OpenAI Insider Estimates 70 Percent Chance That AI Will Destroy or Catastrophically Harm Humanity

floofloof@lemmy.ca · 8 months ago

OpenAI Insider Estimates 70 Percent Chance That AI Will Destroy or Catastrophically Harm Humanity

Lvxferre · 8 months ago

I also apologise for the tone. That was a knee-jerk reaction from my part; my bad.

(In my own defence, I’ve been discussing this topic with tech bros, and they rather consistently invert the burden of the proof. Often to evoke Brandolini’s Law. You probably know which “types” I’m talking about.)

On-topic. Given that “smart” is still an internal attribute of the blackbox, perhaps we could gauge better if those models are likely to become an existential threat by 1) what they output now, 2) what they might output in the future, and 3) what we [people] might do with it.

It’s also easier to work with your example productively this way. Here’s a counterpoint:

The prompt asks for eight legs, and only one pic was able to output it correctly; two ignored it, and one of the pics shows ten legs. That’s 25% accuracy.

I believe that the key difference between “your” unicorn and “my” eight-legged dragon is in the training data. Unicorns are fictitious but common in popular culture, so there are lots of unicorn pictures to feed the model with; while eight-legged dragons are something that I made up, so there’s no direct reference, even if you could logically combine other references (as a spider + a dragon).

So their output is strongly limited by the training data, and it doesn’t seem to follow some strong logic. What they might output in the future depends on what we add in; the potential for decision taking is rather weak, as they wouldn’t be able to deal with unpredictable situations. And thus their ability to go rogue.

[Note: I repeated the test with a horse instead of a dragon, within the same chat. The output was slightly less bad, confirming my hypothesis - because pics of eight-legged horses exist due to the Sleipnir.]

Neural nets

Neural networks are a different can of worms for me, as I think that they’ll outlive LLMs by a huge margin, even if the current LLMs use them. However, how they’ll be used is likely considerably different.

For example, current state-of-art LLMs are coded with some “semantic” supplementation near the embedding, added almost like an afterthought. However, semantics should play a central role in the design of the transformer - because what matters is not the word itself, but what it conveys.

That would be considerably closer to a general intelligence than to modern LLMs - because you’re effectively demoting language processing to input/output, that might as well be subbed with something else, like pictures. In this situation I believe that the output would be far more accurate, and it could theoretically handle novel situations better.

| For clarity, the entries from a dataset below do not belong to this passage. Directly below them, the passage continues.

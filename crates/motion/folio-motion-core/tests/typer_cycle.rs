use folio_motion_core::{
    outputs::{Outputs, Property},
    typer::{Typer, TyperMode, TyperTiming},
    ElementId,
};

fn timing(jitter_ms: f64) -> TyperTiming {
    TyperTiming {
        type_delay_ms: 50.0,
        pause_ms: 1400.0,
        jitter_ms,
        next_phrase_ms: 200.0,
    }
}

/// Drive `typer` tick by tick, returning (phrase index, text) after each tick.
fn ticks(typer: &mut Typer, n: usize) -> Vec<(usize, String)> {
    let mut seen = Vec::with_capacity(n);
    let mut out = Outputs::default();
    typer.advance(0.0, &mut out);
    seen.push((typer.state().phrase, typer.text().to_string()));
    for _ in 1..n {
        let wait = typer.next_tick_in_ms();
        out.clear();
        typer.advance(wait, &mut out);
        assert_eq!(out.changes.len(), 1, "exactly one tick per wait");
        assert_eq!(out.changes[0].property, Property::Text);
        seen.push((typer.state().phrase, typer.text().to_string()));
    }
    seen
}

#[test]
fn text_is_always_a_prefix_of_the_current_phrase() {
    let lists: Vec<Vec<&str>> = vec![
        vec!["Analyst"],
        vec!["Analyst", "Engineer"],
        vec!["a", "", "Kỹ sư dữ liệu", "Engineer"],
        vec!["", ""],
    ];
    for list in lists {
        let phrases: Vec<String> = list.iter().map(|s| s.to_string()).collect();
        let mut typer = Typer::start(ElementId(0), phrases.clone(), timing(60.0), 42).unwrap();
        for (idx, text) in ticks(&mut typer, 200) {
            assert!(
                phrases[idx].starts_with(&text),
                "{text:?} is not a prefix of {:?}",
                phrases[idx]
            );
        }
    }
}

#[test]
fn lengths_cycle_without_skipping() {
    let phrases = vec!["Analyst".to_string(), "Engineer".to_string()];
    let mut typer = Typer::start(ElementId(0), phrases.clone(), timing(60.0), 9).unwrap();
    let seen = ticks(&mut typer, 120);

    let mut prev: Option<(usize, usize)> = None;
    for (idx, text) in seen {
        let len = text.chars().count();
        if let Some((pidx, plen)) = prev {
            if idx == pidx {
                assert_eq!(
                    (len as i64 - plen as i64).abs(),
                    1,
                    "length jumped {plen} -> {len} within phrase {idx}"
                );
            } else {
                // the tick that clears the last character also selects the next phrase
                assert_eq!(plen, 1);
                assert_eq!(len, 0);
                assert_eq!(idx, (pidx + 1) % phrases.len());
            }
        }
        prev = Some((idx, len));
    }
}

#[test]
fn full_phrase_shows_before_any_deletion() {
    let phrases = vec!["Analyst".to_string(), "Engineer".to_string()];
    let mut typer = Typer::start(ElementId(0), phrases, timing(60.0), 3).unwrap();
    let texts: Vec<String> = ticks(&mut typer, 14).into_iter().map(|(_, t)| t).collect();
    let full = texts.iter().position(|t| t == "Analyst").expect("typed in full");
    assert_eq!(full, 6);
    assert_eq!(texts[full + 1], "Analys");
    for w in texts[..=full].windows(2) {
        assert!(w[1].len() > w[0].len(), "deleted before finishing: {w:?}");
    }
}

#[test]
fn one_phrase_loops_forever() {
    let mut typer = Typer::start(ElementId(0), vec!["ab".into()], timing(0.0), 1).unwrap();
    let texts: Vec<String> = ticks(&mut typer, 9).into_iter().map(|(_, t)| t).collect();
    // a, ab, a, "", a, ab, a, "", a
    assert_eq!(texts, vec!["a", "ab", "a", "", "a", "ab", "a", "", "a"]);
    assert_eq!(typer.state().mode, TyperMode::Typing);
}

#[test]
fn waits_follow_the_phase() {
    let mut typer = Typer::start(ElementId(0), vec!["ab".into()], timing(0.0), 1).unwrap();
    let mut out = Outputs::default();
    let mut waits = Vec::new();
    typer.advance(0.0, &mut out);
    for _ in 0..4 {
        let w = typer.next_tick_in_ms();
        waits.push(w);
        typer.advance(w, &mut out);
    }
    // after "a": keystroke; after "ab": hold; after "a": backspace; after "": next phrase
    assert_eq!(waits, vec![50.0, 1400.0, 25.0, 200.0]);
}

#[test]
fn one_large_step_runs_ticks_in_order() {
    let mut typer = Typer::start(ElementId(1), vec!["abc".into()], timing(0.0), 1).unwrap();
    let mut out = Outputs::default();
    typer.advance(120.0, &mut out);
    let texts: Vec<&str> = out.changes.iter().map(|c| c.value.as_str()).collect();
    // t=0 "a", t=50 "ab", t=100 "abc"
    assert_eq!(texts, vec!["a", "ab", "abc"]);
    assert_eq!(typer.next_tick_in_ms(), 1380.0);
}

Then we could have some concerns about AI being an existential threat - because people would use this AI for decision taking, and it might output decisions that go terribly right, as in that “paperclip factory” thought experiment.

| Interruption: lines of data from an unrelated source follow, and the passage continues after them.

//! Stage: the composition root that wires page elements to animators.
//!
//! Setup reads a [`PageLayout`] once: which elements exist and the raw
//! declarative attributes they carry. Missing elements leave their component
//! unwired; malformed attributes fall back to defaults with a warning.
//!
//! Per frame, [`Stage::update`] first advances animators started on earlier
//! frames, then applies the frame's observations (visibility records,
//! scroll, pointer), which may start new animators. Every run-once component
//! keeps its own [`Completion`] here instead of in free-floating flags.

use serde::{Deserialize, Serialize};

use crate::chart::{ChartBootstrap, ChartSpec};
use crate::config::Config;
use crate::counter::{Completion, CounterAnimator, ScrollGate};
use crate::error::ConfigError;
use crate::ids::ElementId;
use crate::inputs::{Inputs, PointerSample, ScrollSample, VisibilityEntry};
use crate::outputs::{AnimationKind, Change, CoreEvent, Outputs, Property};
use crate::params::{has_percent_suffix, parse_counter_target, parse_percent, parse_phrases};
use crate::progress::ProgressAnimator;
use crate::tilt::tilt_transform;
use crate::typer::{started_event, Typer, TyperTiming};
use crate::visibility::{ObserveOptions, VisibilityTrigger};

/// Class added to reveal elements when they scroll into view.
pub const REVEAL_CLASS: &str = "show";

#[derive(Clone, Debug, Serialize, Deserialize, PartialEq)]
pub struct TyperTarget {
    pub element: ElementId,
    /// Raw `data-phrases` value (JSON array of strings).
    #[serde(default)]
    pub phrases: Option<String>,
}

#[derive(Clone, Debug, Serialize, Deserialize, PartialEq)]
pub struct SkillCard {
    pub card: ElementId,
    #[serde(default)]
    pub bar: Option<ElementId>,
    #[serde(default)]
    pub label: Option<ElementId>,
    /// Raw `data-percent` value of the bar.
    #[serde(default)]
    pub percent: Option<String>,
}

#[derive(Clone, Debug, Serialize, Deserialize, PartialEq)]
pub struct CounterTarget {
    pub element: ElementId,
    /// Raw `data-target` value.
    #[serde(default)]
    pub target: Option<String>,
    /// Text displayed before animation; a `%` in it is kept as a suffix.
    #[serde(default)]
    pub text: String,
}

#[derive(Clone, Debug, Serialize, Deserialize, PartialEq)]
pub struct CounterSection {
    pub section: ElementId,
    #[serde(default)]
    pub counters: Vec<CounterTarget>,
}

#[derive(Clone, Debug, Serialize, Deserialize, PartialEq)]
pub struct ChartTarget {
    /// Element watched for visibility.
    pub container: ElementId,
    /// Drawing surface; the container itself when absent.
    #[serde(default)]
    pub canvas: Option<ElementId>,
    /// Defaults to [`ChartSpec::skills_default`].
    #[serde(default)]
    pub spec: Option<ChartSpec>,
}

#[derive(Clone, Copy, Debug, Serialize, Deserialize, PartialEq)]
pub struct TiltCard {
    pub card: ElementId,
    /// Element receiving the transform.
    pub inner: ElementId,
}

/// Everything the stage needs to know about the page, gathered once by the host.
#[derive(Clone, Debug, Default, Serialize, Deserialize, PartialEq)]
pub struct PageLayout {
    #[serde(default)]
    pub typer: Option<TyperTarget>,
    #[serde(default)]
    pub reveals: Vec<ElementId>,
    #[serde(default)]
    pub skill_cards: Vec<SkillCard>,
    #[serde(default)]
    pub counters: Option<CounterSection>,
    #[serde(default)]
    pub chart: Option<ChartTarget>,
    #[serde(default)]
    pub back_to_top: Option<ElementId>,
    #[serde(default)]
    pub tilt_cards: Vec<TiltCard>,
}

#[derive(Clone, Copy, Debug, PartialEq, Eq)]
enum Action {
    Reveal,
    SkillCard(usize),
    Chart,
}

#[derive(Debug)]
struct CardSlot {
    bar: ElementId,
    label: ElementId,
    target: u8,
    state: Completion,
    animator: Option<ProgressAnimator>,
}

#[derive(Debug)]
struct CounterGroup {
    gate: ScrollGate,
    /// (element, target, keep `%`)
    targets: Vec<(ElementId, u64, bool)>,
    running: Vec<CounterAnimator>,
}

#[derive(Debug)]
struct BackToTop {
    element: ElementId,
    shown: Option<bool>,
}

#[derive(Debug)]
pub struct Stage {
    cfg: Config,
    trigger: VisibilityTrigger<Action>,
    typer: Option<Typer>,
    cards: Vec<CardSlot>,
    counters: Option<CounterGroup>,
    chart: Option<ChartBootstrap>,
    back_to_top: Option<BackToTop>,
    tilt_cards: Vec<TiltCard>,

    // Per-frame outputs
    outputs: Outputs,
    pending_events: Vec<CoreEvent>,
    released: Vec<ElementId>,
}

impl Stage {
    /// Validate `cfg` and wire every component present in `layout`.
    pub fn new(cfg: Config, layout: PageLayout) -> Result<Self, ConfigError> {
        cfg.validate()?;
        let mut stage = Self {
            cfg,
            trigger: VisibilityTrigger::new(),
            typer: None,
            cards: Vec::new(),
            counters: None,
            chart: None,
            back_to_top: None,
            tilt_cards: Vec::new(),
            outputs: Outputs::default(),
            pending_events: Vec::new(),
            released: Vec::new(),
        };
        stage.wire(layout);
        Ok(stage)
    }

    fn wire(&mut self, layout: PageLayout) {
        if let Some(target) = layout.typer {
            let phrases = parse_phrases(target.phrases.as_deref()).unwrap_or_else(|e| {
                log::warn!("typer {:?}: {e}; leaving it blank", target.element);
                Vec::new()
            });
            self.typer = Typer::start(
                target.element,
                phrases,
                TyperTiming::from_config(&self.cfg),
                self.cfg.jitter_seed,
            );
            match &self.typer {
                Some(typer) => self.pending_events.push(started_event(typer)),
                None => log::debug!("typer {:?} has no phrases", target.element),
            }
        }

        for element in layout.reveals {
            self.trigger.observe(
                element,
                Action::Reveal,
                ObserveOptions::repeat(self.cfg.reveal_threshold),
            );
        }

        for card in layout.skill_cards {
            let (Some(bar), Some(label)) = (card.bar, card.label) else {
                log::warn!("skill card {:?} lacks a bar or label; skipped", card.card);
                continue;
            };
            let target = parse_percent(card.percent.as_deref()).unwrap_or_else(|e| {
                log::warn!("skill card {:?}: {e}; using 0", card.card);
                0
            });
            let index = self.cards.len();
            self.cards.push(CardSlot {
                bar,
                label,
                target,
                state: Completion::Pending,
                animator: None,
            });
            self.trigger.observe(
                card.card,
                Action::SkillCard(index),
                ObserveOptions::once(self.cfg.card_threshold),
            );
        }

        if let Some(section) = layout.counters {
            let targets = section
                .counters
                .into_iter()
                .map(|c| {
                    let target = parse_counter_target(c.target.as_deref()).unwrap_or_else(|e| {
                        log::warn!("counter {:?}: {e}; using 0", c.element);
                        0
                    });
                    (c.element, target, has_percent_suffix(&c.text))
                })
                .collect();
            self.counters = Some(CounterGroup {
                gate: ScrollGate::new(section.section, self.cfg.counter_section_offset_px),
                targets,
                running: Vec::new(),
            });
        }

        if let Some(chart) = layout.chart {
            let spec = chart.spec.unwrap_or_else(ChartSpec::skills_default);
            let canvas = chart.canvas.unwrap_or(chart.container);
            self.chart = Some(ChartBootstrap::new(chart.container, canvas, spec));
            self.trigger.observe(
                chart.container,
                Action::Chart,
                ObserveOptions::once(self.cfg.chart_threshold),
            );
        }

        self.back_to_top = layout.back_to_top.map(|element| BackToTop {
            element,
            shown: None,
        });
        self.tilt_cards = layout.tilt_cards;
    }

    /// Step one frame of `dt_ms` with the observations gathered since the last frame.
    pub fn update(&mut self, dt_ms: f64, inputs: Inputs) -> &Outputs {
        self.outputs.clear();
        self.outputs.events.append(&mut self.pending_events);
        let dt = if dt_ms.is_finite() {
            dt_ms.clamp(0.0, self.cfg.max_frame_dt_ms)
        } else {
            0.0
        };

        self.advance_running(dt);

        if !inputs.visibility.is_empty() {
            self.apply_visibility(&inputs.visibility);
        }
        if let Some(scroll) = &inputs.scroll {
            self.apply_scroll(scroll);
        }
        for sample in &inputs.pointer {
            self.apply_pointer(sample);
        }

        &self.outputs
    }

    fn advance_running(&mut self, dt: f64) {
        if let Some(typer) = self.typer.as_mut() {
            typer.advance(dt, &mut self.outputs);
        }

        for slot in self.cards.iter_mut() {
            let Some(anim) = slot.animator.as_mut() else {
                continue;
            };
            anim.advance(dt, &mut self.outputs);
            if anim.is_finished() {
                slot.state.finish();
                slot.animator = None;
            }
        }

        self.step_counters();
    }

    /// One frame for every running counter; closes the gate when all are done.
    fn step_counters(&mut self) {
        let Some(group) = self.counters.as_mut() else {
            return;
        };
        if group.running.is_empty() {
            return;
        }
        for counter in group.running.iter_mut() {
            counter.frame(&mut self.outputs);
        }
        group.running.retain(|c| !c.is_done());
        if group.running.is_empty() {
            log::debug!("counters in {:?} finished", group.gate.section());
            group.gate.state_mut().finish();
        }
    }

    fn apply_visibility(&mut self, entries: &[VisibilityEntry]) {
        self.released.clear();
        let fired = self.trigger.process(entries, &mut self.released);
        for f in fired {
            log::debug!("{:?} fired for {:?}", f.action, f.element);
            self.outputs.push_event(CoreEvent::TriggerFired {
                subscription: f.subscription,
                element: f.element,
            });
            match f.action {
                Action::Reveal => self.outputs.push_change(Change {
                    element: f.element,
                    property: Property::AddClass,
                    value: REVEAL_CLASS.to_string(),
                }),
                Action::SkillCard(index) => self.start_progress(index),
                Action::Chart => {
                    if let Some(chart) = self.chart.as_mut() {
                        chart.render(&mut self.outputs);
                    }
                }
            }
        }
        for element in self.released.drain(..) {
            self.outputs.push_event(CoreEvent::Unobserved { element });
        }
    }

    fn start_progress(&mut self, index: usize) {
        let Some(slot) = self.cards.get_mut(index) else {
            return;
        };
        if !slot.state.begin() {
            return;
        }
        slot.animator = Some(ProgressAnimator::start(
            slot.bar,
            slot.label,
            slot.target,
            &self.cfg,
            &mut self.outputs,
        ));
    }

    fn apply_scroll(&mut self, scroll: &ScrollSample) {
        if let Some(btn) = self.back_to_top.as_mut() {
            let show = scroll.scroll_y > self.cfg.back_to_top_after_px;
            if btn.shown != Some(show) {
                btn.shown = Some(show);
                self.outputs.push_change(Change {
                    element: btn.element,
                    property: Property::Opacity,
                    value: if show { "1" } else { "0" }.to_string(),
                });
            }
        }

        let speed = self.cfg.counter_speed;
        let Some(group) = self.counters.as_mut() else {
            return;
        };
        if !group.gate.check(scroll) {
            return;
        }
        log::debug!("counter section {:?} in range", group.gate.section());
        group.running = group
            .targets
            .iter()
            .map(|&(element, target, suffix)| {
                self.outputs.push_event(CoreEvent::AnimationStarted {
                    element,
                    kind: AnimationKind::Counter,
                });
                CounterAnimator::new(element, target, speed, suffix)
            })
            .collect();
        if group.running.is_empty() {
            group.gate.state_mut().finish();
            return;
        }
        // first frame runs synchronously with the trigger
        self.step_counters();
    }

    fn apply_pointer(&mut self, sample: &PointerSample) {
        let Some(tilt) = self.tilt_cards.iter().find(|t| t.card == sample.card()) else {
            return;
        };
        let value = match sample {
            PointerSample::Move {
                client_x,
                client_y,
                rect,
                ..
            } => match tilt_transform(&self.cfg.tilt, *client_x, *client_y, rect) {
                Some(t) => t,
                None => return,
            },
            PointerSample::Leave { .. } => String::new(),
        };
        self.outputs.push_change(Change {
            element: tilt.inner,
            property: Property::Transform,
            value,
        });
    }

    pub fn config(&self) -> &Config {
        &self.cfg
    }

    /// Outputs of the most recent update.
    pub fn outputs(&self) -> &Outputs {
        &self.outputs
    }

    pub fn typer(&self) -> Option<&Typer> {
        self.typer.as_ref()
    }

    /// Elements the host must observe for intersection.
    pub fn observed_elements(&self) -> Vec<ElementId> {
        self.trigger.observed_elements()
    }

    /// Thresholds the host observer must report crossings for.
    pub fn thresholds(&self) -> Vec<f32> {
        self.trigger.thresholds()
    }

    /// Section whose bounding top must be included in scroll samples.
    pub fn counter_section(&self) -> Option<ElementId> {
        self.counters.as_ref().map(|g| g.gate.section())
    }

    /// Number of wired skill cards (cards lacking a bar or label are not counted).
    pub fn skill_card_count(&self) -> usize {
        self.cards.len()
    }

    pub fn progress_state(&self, index: usize) -> Option<Completion> {
        self.cards.get(index).map(|s| s.state)
    }

    pub fn counter_state(&self) -> Option<Completion> {
        self.counters.as_ref().map(|g| g.gate.state())
    }

    pub fn chart_rendered(&self) -> bool {
        self.chart.as_ref().is_some_and(ChartBootstrap::is_rendered)
    }
}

The fact that we don’t see developments in this direction yet shows, for me, that it’s easier said than done, and we’re really far from that.

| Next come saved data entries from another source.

//! Main test runner that orchestrates the dev server, browser sessions and checks

use chrono::{DateTime, Utc};
use serde::{Deserialize, Serialize};
use std::path::PathBuf;
use std::time::Instant;
use tracing::{debug, error, info, warn};

use crate::assertions::{check_all, CheckContext};
use crate::downloads::{remove_exported, sha256_file, Removal};
use crate::error::{E2eError, E2eResult};
use crate::playwright::{PlaywrightConfig, PlaywrightHandle, StepResult};
use crate::server::{DevServer, ServerConfig};
use crate::spec::{Scenario, Suite, Vars};

/// Result of running a single scenario
#[derive(Debug, Clone, Serialize, Deserialize)]
pub struct ScenarioResult {
    pub suite: String,
    pub name: String,
    pub success: bool,
    pub started_at: DateTime<Utc>,
    pub duration_ms: u64,
    pub steps: Vec<StepResult>,
    pub page_errors: Vec<String>,
    pub failures: Vec<String>,
    pub exported_sha256: Option<String>,
    pub screenshot: Option<PathBuf>,
    pub error: Option<String>,
}

/// Result of running all scenarios
#[derive(Debug, Clone, Serialize, Deserialize)]
pub struct SuiteResult {
    pub total: usize,
    pub passed: usize,
    pub failed: usize,
    pub duration_ms: u64,
    pub results: Vec<ScenarioResult>,
}

impl SuiteResult {
    pub fn from_results(results: Vec<ScenarioResult>, duration_ms: u64) -> Self {
        let passed = results.iter().filter(|r| r.success).count();
        Self {
            total: results.len(),
            passed,
            failed: results.len() - passed,
            duration_ms,
            results,
        }
    }

    pub fn success(&self) -> bool {
        self.failed == 0
    }
}

/// Why a run cannot happen in this environment
#[derive(Debug, Clone, PartialEq, Eq)]
pub enum Unavailable {
    DevServer(String),
    Playwright,
}

/// Main E2E test runner
pub struct TestRunner {
    config: RunnerConfig,

    /// Dev server handle (if started)
    server: Option<DevServer>,
}

impl TestRunner {
    pub fn with_config(config: RunnerConfig) -> Self {
        Self { config, server: None }
    }

    pub fn config(&self) -> &RunnerConfig {
        &self.config
    }

    /// Attach to or spawn the dev server
    pub async fn start_server(&mut self) -> E2eResult<()> {
        if self.server.is_some() {
            return Ok(());
        }
        self.server = Some(DevServer::start(self.config.server.clone()).await?);
        Ok(())
    }

    pub fn stop_server(&mut self) -> E2eResult<()> {
        if let Some(mut server) = self.server.take() {
            server.stop()?;
        }
        Ok(())
    }

    /// Check that a dev server and Playwright are available
    pub async fn preflight(&mut self) -> Result<(), Unavailable> {
        if let Err(e) = self.start_server().await {
            return Err(Unavailable::DevServer(e.to_string()));
        }
        if let Some(server) = &self.server {
            let mode = if server.is_spawned() { "spawned" } else { "attached" };
            info!("Using dev server at {} ({})", server.url(), mode);
        }
        PlaywrightHandle::check_playwright_installed(&self.config.playwright.app_dir)
            .map_err(|_| Unavailable::Playwright)
    }

    pub fn load_suites(&self) -> E2eResult<Vec<Suite>> {
        Suite::load_all(&self.config.specs_dir, &self.config.vars)
    }

    /// Run every scenario of every suite
    pub async fn run_all(&mut self) -> E2eResult<SuiteResult> {
        let suites = self.load_suites()?;
        let selected: Vec<(&Suite, &Scenario)> = suites
            .iter()
            .flat_map(|suite| suite.scenarios.iter().map(move |s| (suite, s)))
            .collect();
        self.run_selected(&selected).await
    }

    /// Run scenarios matching a tag
    pub async fn run_tagged(&mut self, tag: &str) -> E2eResult<SuiteResult> {
        let suites = self.load_suites()?;
        let selected: Vec<(&Suite, &Scenario)> = suites
            .iter()
            .flat_map(|suite| suite.scenarios_tagged(tag).into_iter().map(move |s| (suite, s)))
            .collect();
        self.run_selected(&selected).await
    }

    /// Run a specific scenario by name
    pub async fn run_named(&mut self, name: &str) -> E2eResult<SuiteResult> {
        let suites = self.load_suites()?;
        let selected: Vec<(&Suite, &Scenario)> = suites
            .iter()
            .filter_map(|suite| suite.scenario(name).map(|s| (suite, s)))
            .collect();
        if selected.is_empty() {
            return Err(E2eError::SpecParse(format!("Scenario not found: {}", name)));
        }
        self.run_selected(&selected).await
    }

    /// Run all scenarios of one suite
    pub async fn run_suite(&mut self, suite: &Suite) -> E2eResult<SuiteResult> {
        let selected: Vec<(&Suite, &Scenario)> =
            suite.scenarios.iter().map(|s| (suite, s)).collect();
        self.run_selected(&selected).await
    }

    async fn run_selected(&mut self, selected: &[(&Suite, &Scenario)]) -> E2eResult<SuiteResult> {
        let start = Instant::now();
        let mut results = Vec::with_capacity(selected.len());

        self.start_server().await?;

        info!("Running {} scenario(s)...", selected.len());

        for (suite, scenario) in selected {
            let result = self.run_scenario(suite, scenario).await;
            if result.success {
                info!("✓ {} ({} ms)", result.name, result.duration_ms);
            } else {
                error!(
                    "✗ {} - {}",
                    result.name,
                    result.error.as_deref().unwrap_or("unknown error")
                );
            }
            results.push(result);
        }

        let summary = SuiteResult::from_results(results, start.elapsed().as_millis() as u64);

        info!("");
        info!(
            "Test Results: {} passed, {} failed ({} ms)",
            summary.passed, summary.failed, summary.duration_ms
        );

        Ok(summary)
    }

    /// Run a single scenario; teardown runs whatever the outcome
    pub async fn run_scenario(&self, suite: &Suite, scenario: &Scenario) -> ScenarioResult {
        let started_at = Utc::now();
        let start = Instant::now();
        debug!("Running scenario: {} / {}", suite.name, scenario.name);

        let mut result = ScenarioResult {
            suite: suite.name.clone(),
            name: scenario.name.clone(),
            success: false,
            started_at,
            duration_ms: 0,
            steps: vec![],
            page_errors: vec![],
            failures: vec![],
            exported_sha256: None,
            screenshot: None,
            error: None,
        };

        // A stale export from an earlier run would satisfy the file checks
        if suite.teardown.remove_exported {
            remove_exported(&self.config.exported_file);
        }

        if let Err(e) = self.execute(suite, scenario, &mut result).await {
            result.error = Some(e.to_string());
        }

        if suite.teardown.remove_exported {
            if let Removal::Failed(reason) = remove_exported(&self.config.exported_file) {
                warn!("Teardown of '{}' left the export behind: {}", scenario.name, reason);
            }
        }

        result.duration_ms = start.elapsed().as_millis() as u64;
        result.success = result.error.is_none() && result.failures.is_empty();
        result
    }

    async fn execute(
        &self,
        suite: &Suite,
        scenario: &Scenario,
        result: &mut ScenarioResult,
    ) -> E2eResult<()> {
        let mut pw_config = self.config.playwright.clone();
        pw_config.viewport_width = suite.viewport.width;
        pw_config.viewport_height = suite.viewport.height;
        let playwright = PlaywrightHandle::unchecked(pw_config);

        let steps = scenario.full_steps(&suite.setup);
        let outcome = playwright.run_steps(&scenario.name, &steps).await?;

        result.steps = outcome.steps.clone();
        result.page_errors = outcome.page_errors.clone();
        result.screenshot = outcome.screenshot.clone();

        if let Some(failed) = outcome.failed_step() {
            return Err(E2eError::StepFailed {
                step: failed.step_name.clone(),
                reason: failed.error.clone().unwrap_or_default(),
            });
        }

        if scenario.reads_export() && self.config.exported_file.is_file() {
            result.exported_sha256 = sha256_file(&self.config.exported_file).ok();
        }

        let ctx = CheckContext {
            captures: &outcome.captures,
            exported_file: &self.config.exported_file,
            schema_path: &self.config.schema_path,
        };
        result.failures = check_all(&scenario.expect, &ctx);
        if let Some(first) = result.failures.first() {
            return Err(E2eError::AssertionFailed(first.clone()));
        }

        Ok(())
    }

    /// Write results to JSON file
    pub fn write_results(&self, results: &SuiteResult) -> E2eResult<PathBuf> {
        std::fs::create_dir_all(&self.config.output_dir)?;

        let path = self.config.output_dir.join("test-results.json");
        let json = serde_json::to_string_pretty(results)?;
        std::fs::write(&path, json)?;

        info!("Results written to: {}", path.display());
        Ok(path)
    }
}

impl Drop for TestRunner {
    fn drop(&mut self) {
        let _ = self.stop_server();
    }
}

/// Configuration for the test runner
#[derive(Debug, Clone)]
pub struct RunnerConfig {
    pub server: ServerConfig,
    pub playwright: PlaywrightConfig,
    pub specs_dir: PathBuf,
    pub output_dir: PathBuf,
    pub schema_path: PathBuf,
    pub exported_file: PathBuf,
    pub vars: Vars,
}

CanadaPlus@lemmy.sdf.org · 8 months ago

To be clear, I wasn’t talking about an actual picture generating model. It was raw GPT trained on just text, asked to write instructions for a paint program to output a unicorn. That’s more convincing because it’s multiple steps away from the basic task it was trained on. Here, I found the paper, it starts with unicorns and then starts exploring other images, and eventually they delve into way more detail than I actually read. There’s a video talk that goes with it.

The trick with trying to “make” an AI do semantics, is that we don’t know what semantics is, exactly. I mean, that’s kind of what we started out with (remember the old pattern-matching chatbots?) but simpler approaches often worked better. Even the Transformer block itself is barely more complicated than a plain feed-forward network. I don’t think that’s so much because neural nets are more efficient (they really aren’t) but because we were looking for an answer to a question we didn’t have.

I think the challenge going forwards is freeing all that know-how from the black box we’ve put it in, somehow. Assuming we do want to mess with something so dangerous if handled carelessly.